An example of a CFD simulation for a full scale wind tunnel test on a cruise ship to detect the comfort level in the superstructures and outer decks.
Structures can also be optimised with the help of technical analysis software. Once a mathematical model of a ship structure has been created, optimisation algorithms can be used to, for instance, maximise durability and minimise the vessel’s mass. This can result in significant construction savings. When this is coupled with the afore-mentioned ship hull and propulsion optimisation, one can see that large savings and reductions in pollution can be achieved over the life cycle of the vessel.
The finite element method is equally adept at analysing welding processes. The model can be used to analyse the effect that the heat generated by welding has on shape deformation and residual stress. The welding sequence can also be optimised to minimise shape deformations. This speeds up installation work at shipyards as parts do not need to be fitted, nor are harmful gaps formed between plate edges. This obviously requires very powerful computers to ensure that analysis times remain within reasonable boundaries.
A ship’s hull is naturally important in respect of durability, but finite element analysis can be used to study many other ship systems. It is, for example, used commonly in the dimensioning of ship engines. Power transmission dimensioning is another area where the finite element method is employed, be it for traditional shaft drive propulsion, or diesel-electric propulsion, where azimuthing propellers are used. See Figure below.
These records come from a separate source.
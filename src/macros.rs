/// Constructs a [`struct@Variant`] type from a list of alternatives.
///
/// # Examples
///
/// ```rust
/// use tvariant::{Variant, tag::U1};
///
/// type Value = Variant![i32, u32, f64];
/// let v: Value = Variant::new(42u32);
/// assert_eq!(v.tag(), 1);
/// assert_eq!(v.get_at::<U1, _>(), Ok(&42));
/// ```
#[macro_export]
macro_rules! Variant {
    [$($t:ty),+ $(,)?] => [$crate::Variant::<$crate::T![$($t,)*]>];
}

/// Constructs an alternative list (heterogeneous list) type from a list of
/// types.
///
/// # Examples
///
/// ```rust
/// use tvariant::T;
///
/// type MyList = T![i32, u32, f64];
/// let list: MyList = (42i32, (42u32, (42.0f64, ())));
/// ```
#[macro_export]
macro_rules! T {
    [] => [()];
    [$head:ty $(, $t:ty)* $(,)?] => [($head, $crate::T!($($t,)*))];
}
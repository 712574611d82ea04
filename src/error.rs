use core::fmt;

use crate::tag::NPOS;

/// Error returned by the validating accessors of a [`Variant`] when the
/// requested alternative is not the active one.
///
/// [`Variant`]: crate::Variant
#[derive(Debug, Clone, Copy, PartialEq, Eq, Hash)]
pub struct AccessError {
    expected: u8,
    actual: u8,
}

impl AccessError {
    pub(crate) const fn new(expected: u8, actual: u8) -> Self {
        AccessError { expected, actual }
    }

    /// The ordinal the caller asked for.
    pub const fn expected(&self) -> u8 {
        self.expected
    }

    /// The tag of the variant at the time of the access, [`NPOS`] if it was
    /// valueless.
    pub const fn actual(&self) -> u8 {
        self.actual
    }

    /// Whether the access failed because the variant held no value at all.
    pub const fn is_valueless(&self) -> bool {
        self.actual == NPOS
    }
}

impl fmt::Display for AccessError {
    fn fmt(&self, f: &mut fmt::Formatter<'_>) -> fmt::Result {
        if self.is_valueless() {
            write!(
                f,
                "bad variant access: alternative {} requested from a valueless variant",
                self.expected
            )
        } else {
            write!(
                f,
                "bad variant access: alternative {} requested, {} is active",
                self.expected, self.actual
            )
        }
    }
}

impl core::error::Error for AccessError {}

#[cfg(test)]
mod tests {
    use std::string::ToString;

    use super::*;

    #[test]
    fn messages() {
        let err = AccessError::new(1, 0);
        assert!(!err.is_valueless());
        assert_eq!(
            err.to_string(),
            "bad variant access: alternative 1 requested, 0 is active"
        );

        let err = AccessError::new(0, NPOS);
        assert!(err.is_valueless());
        assert_eq!(err.actual(), NPOS);
        assert_eq!(
            err.to_string(),
            "bad variant access: alternative 0 requested from a valueless variant"
        );
    }
}
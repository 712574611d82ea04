//! Type-level ordinals naming the position of an alternative in a list.

#![allow(missing_docs)]

use core::marker::PhantomData;

/// The reserved tag of a valueless [`Variant`](crate::Variant).
///
/// A list may hold at most 255 alternatives: storing a value at this ordinal
/// is rejected when the constructor is instantiated, and ordinals past it
/// overflow.
pub const NPOS: u8 = u8::MAX;

pub struct UTerm;

pub struct UInt<U>(PhantomData<U>);

pub trait Ordinal {
    const VALUE: u8;

    /// The tag written into a variant holding the alternative at this
    /// ordinal. Evaluating it for [`NPOS`] fails to compile.
    ///
    /// ```compile_fail
    /// use tvariant::tag::{Ordinal, NPOS};
    ///
    /// struct Last;
    /// impl Ordinal for Last {
    ///     const VALUE: u8 = NPOS;
    /// }
    ///
    /// let tag = Last::TAG;
    /// assert_eq!(tag, NPOS);
    /// ```
    const TAG: u8 = {
        assert!(Self::VALUE != NPOS, "ordinal collides with the valueless tag");
        Self::VALUE
    };
}

impl Ordinal for UTerm {
    const VALUE: u8 = 0;
}

impl<U: Ordinal> Ordinal for UInt<U> {
    const VALUE: u8 = 1 + U::VALUE;
}

pub type U0 = UTerm;
pub type U1 = UInt<U0>;
pub type U2 = UInt<U1>;
pub type U3 = UInt<U2>;
pub type U4 = UInt<U3>;
pub type U5 = UInt<U4>;
pub type U6 = UInt<U5>;
pub type U7 = UInt<U6>;
pub type U8 = UInt<U7>;
pub type U9 = UInt<U8>;

pub type U10 = UInt<U9>;
pub type U11 = UInt<U10>;
pub type U12 = UInt<U11>;
pub type U13 = UInt<U12>;
pub type U14 = UInt<U13>;
pub type U15 = UInt<U14>;

#[cfg(test)]
mod tests {
    use super::*;

    #[test]
    fn ordinals_count_up() {
        assert_eq!(U0::VALUE, 0);
        assert_eq!(U1::VALUE, 1);
        assert_eq!(U7::VALUE, 7);
        assert_eq!(U15::VALUE, 15);
        assert_ne!(U15::VALUE, NPOS);
    }

    #[test]
    fn tags_match_ordinals() {
        assert_eq!(U0::TAG, 0);
        assert_eq!(U9::TAG, U9::VALUE);
        assert_eq!(U15::TAG, 15);
    }
}
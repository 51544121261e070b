use std::time::Duration;

/// TCP port CozyLife devices answer the identify query on.
pub const DEFAULT_PORT: u16 = 5555;
pub const DEFAULT_TIMEOUT: Duration = Duration::from_secs(2);
pub const DEFAULT_WORKERS: usize = 64;

/// Output syntax of the configuration fragment.
#[derive(Debug, Clone, Copy, PartialEq, Eq, Default)]
pub enum FragmentFormat {
    #[default]
    Yaml,
    Json,
}

#[derive(Debug, Clone)]
pub struct Config {
    /// Port dialed on every candidate.
    pub port: u16,
    /// Bound for each of connect, write and read.
    pub timeout: Duration,
    /// Maximum number of probes in flight. `1` scans sequentially.
    pub workers: usize,
    /// 0 prints everything, 1 hides headers and progress, 2 prints only the fragment.
    pub quiet: u8,
    pub fragment_format: FragmentFormat,
    /// Disables the keyboard listener used to stop a scan early.
    pub disable_input: bool,
}

impl Default for Config {
    fn default() -> Self {
        Self {
            port: DEFAULT_PORT,
            timeout: DEFAULT_TIMEOUT,
            workers: DEFAULT_WORKERS,
            quiet: 0,
            fragment_format: FragmentFormat::Yaml,
            disable_input: false,
        }
    }
}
There are also many amusement park devices on cruise ships that can be beneficially dimensioned with the finite element method. The loads such devices will be exposed to, can also be analysed with dynamic simulations to get a significantly more accurate picture of the forces acting on the devices and the underlying ship structure. This also leads to more precise fatigue dimensioning.
An example of a traditional motor-gear-shaft type power transmission model used to calculate torsional vibration.
Growing computational performance and the developments in technical analysis software allow the modelling and analysis of entire ships. The finite element method is used widely in ship dimensioning. A good example of its application is the design of the Global Class cruise ship for MW Werften, where finite element analysis has been used by Elomatic to analyse several parts of the ship structure.
Based on the analyses, for example, structures have been modified and plate thickness defined. For other vessels, we have analysed transmission line durability under ice loads, conducted different vibration analyses and studied the effect of structural deformation on ship durability.
These analyses allow the optimisation of structures, the reduction of construction costs, enhanced safety and passenger comfort, as well as the reduction of harmful air and noise pollution into marine environments.